FSMA2000 regulations, designed to protect the consumer in their financial dealings, inadvertently roped in early-stage businesses who wanted to pass their business plans around prospective investors.  Even if they were looking for only £50,000 the Act imposed untenable fees and liabilities on them.  FSMA2000 (Financial Promotion Orders 2001) was amended in 2005, after much lobbying by myself and a few others, to assist in loosening up the process, but there is still great fear around about what an early-stage business can or cannot do about raising capital. 

Introduce a complete exclusion for business people/entrepreneurs who simply want to invest and collaborate between/amongst each other. 

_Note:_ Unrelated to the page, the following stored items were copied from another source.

//! In-process document store.
//!
//! Holds documents and design documents in memory and runs views whose map
//! function is native (see [`MapFunction::is_native`]). Rows are ordered by
//! CouchDB view collation, then by document id. Built-in reducers run in
//! process; source-text functions are rejected as unsupported.

use crate::error::{StoreError, StoreResult};
use crate::StoreConnection;
use async_trait::async_trait;
use couchview_types::{
    DesignDocument, Document, MapFunction, QueryParams, ReduceFunction, ViewResponse, ViewRow,
};
use serde_json::{json, Value};
use std::cmp::Ordering;
use std::collections::{BTreeMap, HashMap};
use std::sync::atomic::{AtomicUsize, Ordering as AtomicOrdering};
use std::sync::{PoisonError, RwLock};
use std::time::Duration;
use tracing::debug;

/// An in-memory store.
pub struct MemoryStore {
    name: String,
    documents: RwLock<BTreeMap<String, Document>>,
    designs: RwLock<HashMap<String, DesignDocument>>,
    design_writes: AtomicUsize,
    view_queries: AtomicUsize,
    write_delay: Option<Duration>,
}

impl MemoryStore {
    /// Creates an empty store.
    pub fn new(name: impl Into<String>) -> Self {
        Self {
            name: name.into(),
            documents: RwLock::new(BTreeMap::new()),
            designs: RwLock::new(HashMap::new()),
            design_writes: AtomicUsize::new(0),
            view_queries: AtomicUsize::new(0),
            write_delay: None,
        }
    }

    /// Delays every design document write, widening race windows in tests.
    #[must_use]
    pub const fn with_write_delay(mut self, delay: Duration) -> Self {
        self.write_delay = Some(delay);
        self
    }

    /// Inserts or replaces a document. It must carry a string `_id`.
    pub fn insert(&self, doc: Document) -> StoreResult<()> {
        let id = doc
            .id()
            .ok_or_else(|| StoreError::InvalidDocument("document has no _id".to_string()))?
            .to_string();
        self.documents
            .write()
            .unwrap_or_else(PoisonError::into_inner)
            .insert(id, doc);
        Ok(())
    }

    /// Removes a document, returning whether it existed.
    pub fn remove(&self, id: &str) -> bool {
        self.documents
            .write()
            .unwrap_or_else(PoisonError::into_inner)
            .remove(id)
            .is_some()
    }

    /// Current copy of a design document.
    pub fn design_document(&self, id: &str) -> Option<DesignDocument> {
        self.designs
            .read()
            .unwrap_or_else(PoisonError::into_inner)
            .get(id)
            .cloned()
    }

    /// Drops a design document, as if it had been deleted out of band.
    pub fn remove_design_document(&self, id: &str) -> bool {
        self.designs
            .write()
            .unwrap_or_else(PoisonError::into_inner)
            .remove(id)
            .is_some()
    }

    /// Number of successful design document writes.
    pub fn design_writes(&self) -> usize {
        self.design_writes.load(AtomicOrdering::SeqCst)
    }

    /// Number of view queries received.
    pub fn view_queries(&self) -> usize {
        self.view_queries.load(AtomicOrdering::SeqCst)
    }

    /// Runs the map function over every document, in collation order.
    fn map_rows(&self, map: &MapFunction) -> Vec<(Value, Document)> {
        let documents = self.documents.read().unwrap_or_else(PoisonError::into_inner);
        let mut rows: Vec<(Value, Document)> = documents
            .values()
            .filter_map(|doc| map.evaluate(doc).map(|key| (key, doc.clone())))
            .collect();
        rows.sort_by(|(ka, da), (kb, db)| collate(ka, kb).then_with(|| da.id().cmp(&db.id())));
        rows
    }
}

#[async_trait]
impl StoreConnection for MemoryStore {
    fn name(&self) -> &str {
        &self.name
    }

    async fn get_design_document(&self, id: &str) -> StoreResult<Option<DesignDocument>> {
        Ok(self.design_document(id))
    }

    async fn put_design_document(&self, doc: &DesignDocument) -> StoreResult<String> {
        if let Some(delay) = self.write_delay {
            tokio::time::sleep(delay).await;
        }

        let mut designs = self.designs.write().unwrap_or_else(PoisonError::into_inner);
        let current = designs.get(&doc.id).and_then(|d| d.rev.clone());
        if current != doc.rev {
            return Err(StoreError::Conflict(doc.id.clone()));
        }

        let generation = current
            .as_deref()
            .and_then(|rev| rev.split('-').next())
            .and_then(|n| n.parse::<u64>().ok())
            .unwrap_or(0);
        let rev = format!("{}-memory", generation + 1);

        let mut stored = doc.clone();
        stored.rev = Some(rev.clone());
        designs.insert(doc.id.clone(), stored);
        self.design_writes.fetch_add(1, AtomicOrdering::SeqCst);

        debug!("Stored design document {} (rev {}) in {}", doc.id, rev, self.name);
        Ok(rev)
    }

    async fn query_view(
        &self,
        design_id: &str,
        view: &str,
        params: &QueryParams,
    ) -> StoreResult<ViewResponse> {
        self.view_queries.fetch_add(1, AtomicOrdering::SeqCst);

        let functions = self
            .design_document(design_id)
            .and_then(|design| design.views.get(view).cloned())
            .ok_or_else(|| StoreError::NotFound(format!("{design_id}/_view/{view}")))?;

        if !functions.map.is_native() {
            return Err(StoreError::Unsupported(format!(
                "map function of {view} cannot run in memory"
            )));
        }

        let reduce = params.reduce.unwrap_or_else(|| functions.can_reduce());
        if reduce && !functions.can_reduce() {
            return Err(StoreError::Http {
                status: 400,
                body: format!("reduce is invalid for map-only view {view}"),
            });
        }
        if reduce && params.include_docs == Some(true) {
            return Err(StoreError::Http {
                status: 400,
                body: "include_docs is invalid for reduce".to_string(),
            });
        }

        let rows = select(self.map_rows(&functions.map), params);

        if reduce {
            let reducer = functions.reduce.as_ref().ok_or_else(|| {
                StoreError::Unsupported(format!("{view} has no reduce function"))
            })?;
            let reduced = reduce_rows(reducer, &rows, params.group.unwrap_or(false))?;
            return Ok(ViewResponse {
                total_rows: None,
                offset: None,
                rows: paginate(reduced, params),
            });
        }

        let total_rows = rows.len() as u64;
        let include_docs = params.include_docs.unwrap_or(false);
        let rows = rows
            .into_iter()
            .map(|(key, doc)| ViewRow {
                id: doc.id().map(str::to_string),
                key,
                value: Value::Null,
                doc: include_docs.then(|| doc.into_value()),
            })
            .collect();

        Ok(ViewResponse {
            total_rows: Some(total_rows),
            offset: Some(params.skip.unwrap_or(0)),
            rows: paginate(rows, params),
        })
    }
}

/// Orders and filters mapped rows by `descending`, `key`, `startkey` and `endkey`.
fn select(mut rows: Vec<(Value, Document)>, params: &QueryParams) -> Vec<(Value, Document)> {
    let descending = params.descending.unwrap_or(false);
    if descending {
        rows.reverse();
    }

    rows.retain(|(key, _)| {
        if let Some(exact) = &params.key {
            if collate(key, exact) != Ordering::Equal {
                return false;
            }
        }
        // With descending the range runs from startkey down to endkey.
        let (low, high) = if descending {
            (&params.endkey, &params.startkey)
        } else {
            (&params.startkey, &params.endkey)
        };
        low.as_ref().is_none_or(|low| collate(key, low) != Ordering::Less)
            && high.as_ref().is_none_or(|high| collate(key, high) != Ordering::Greater)
    });
    rows
}

fn paginate(rows: Vec<ViewRow>, params: &QueryParams) -> Vec<ViewRow> {
    let skip = usize::try_from(params.skip.unwrap_or(0)).unwrap_or(usize::MAX);
    let limit = params
        .limit
        .map_or(usize::MAX, |l| usize::try_from(l).unwrap_or(usize::MAX));
    rows.into_iter().skip(skip).take(limit).collect()
}

fn reduce_rows(
    reducer: &ReduceFunction,
    rows: &[(Value, Document)],
    group: bool,
) -> StoreResult<Vec<ViewRow>> {
    if rows.is_empty() {
        return Ok(Vec::new());
    }
    if !group {
        // Synthesized maps always emit a null value.
        let values = vec![Value::Null; rows.len()];
        return Ok(vec![ViewRow {
            id: None,
            key: Value::Null,
            value: apply_reducer(reducer, &values)?,
            doc: None,
        }]);
    }

    let mut reduced = Vec::new();
    let mut start = 0;
    while start < rows.len() {
        let key = &rows[start].0;
        let end = rows[start..]
            .iter()
            .position(|(k, _)| collate(k, key) != Ordering::Equal)
            .map_or(rows.len(), |offset| start + offset);
        let values = vec![Value::Null; end - start];
        reduced.push(ViewRow {
            id: None,
            key: key.clone(),
            value: apply_reducer(reducer, &values)?,
            doc: None,
        });
        start = end;
    }
    Ok(reduced)
}

fn apply_reducer(reducer: &ReduceFunction, values: &[Value]) -> StoreResult<Value> {
    match reducer {
        ReduceFunction::Count => Ok(json!(values.len())),
        ReduceFunction::Sum => Ok(json!(numbers(values)?.iter().sum::<f64>())),
        ReduceFunction::Stats => {
            let numbers = numbers(values)?;
            let sum: f64 = numbers.iter().sum();
            let min = numbers.iter().copied().fold(f64::INFINITY, f64::min);
            let max = numbers.iter().copied().fold(f64::NEG_INFINITY, f64::max);
            let sumsqr: f64 = numbers.iter().map(|n| n * n).sum();
            Ok(json!({
                "sum": sum,
                "count": numbers.len(),
                "min": min,
                "max": max,
                "sumsqr": sumsqr,
            }))
        }
        ReduceFunction::Source(_) => Err(StoreError::Unsupported(
            "reduce source cannot run in memory".to_string(),
        )),
    }
}

fn numbers(values: &[Value]) -> StoreResult<Vec<f64>> {
    values
        .iter()
        .map(|v| {
            v.as_f64().ok_or_else(|| StoreError::Http {
                status: 500,
                body: "builtin reducer requires map values to be numbers".to_string(),
            })
        })
        .collect()
}

/// Compares two view keys by CouchDB collation:
/// null < false < true < numbers < strings < arrays < objects.
///
/// Strings compare by code point rather than ICU collation.
pub fn collate(a: &Value, b: &Value) -> Ordering {
    fn rank(v: &Value) -> u8 {
        match v {
            Value::Null => 0,
            Value::Bool(false) => 1,
            Value::Bool(true) => 2,
            Value::Number(_) => 3,
            Value::String(_) => 4,
            Value::Array(_) => 5,
            Value::Object(_) => 6,
        }
    }

    match (a, b) {
        (Value::Number(x), Value::Number(y)) => {
            let (x, y) = (x.as_f64().unwrap_or(0.0), y.as_f64().unwrap_or(0.0));
            x.partial_cmp(&y).unwrap_or(Ordering::Equal)
        }
        (Value::String(x), Value::String(y)) => x.cmp(y),
        (Value::Array(x), Value::Array(y)) => x
            .iter()
            .zip(y.iter())
            .map(|(x, y)| collate(x, y))
            .find(|o| *o != Ordering::Equal)
            .unwrap_or_else(|| x.len().cmp(&y.len())),
        (Value::Object(x), Value::Object(y)) => x
            .iter()
            .zip(y.iter())
            .map(|((kx, vx), (ky, vy))| kx.cmp(ky).then_with(|| collate(vx, vy)))
            .find(|o| *o != Ordering::Equal)
            .unwrap_or_else(|| x.len().cmp(&y.len())),
        _ => rank(a).cmp(&rank(b)),
    }
}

Why the contribution is important

Entrepreneurs have always understood risk moreso than any legislator, regulator or financial institution.  Up until the mid-1980’s capital-raising between entrepreneurs was a straightforward process where a business plan would be worked up with the accountant or other professional advisor. 

This business plan would then be passed informally around business contacts and the advisor’s clients, invariably other entrepreneurs, who would in turn be pass it along and discuss, even in passing (now illegal), with other contacts.  Eventually, a dog-eared copy would be opened by someone who, through a myriad of circumstances unique to the entrepreneurial culture, had spare cash, resources and/or time with which he could consider a direct early-stage investment.

It was haphazard and it was informal but, to a large degree, it worked, simply because information was allowed to circulate unrestricted.  We have the mechanism to revive this culture for today's world and make it work at www.growthwire.com (we didn't have the web back then!) but it will not happen until government and bureaucracy get off the backs of our wealth creators.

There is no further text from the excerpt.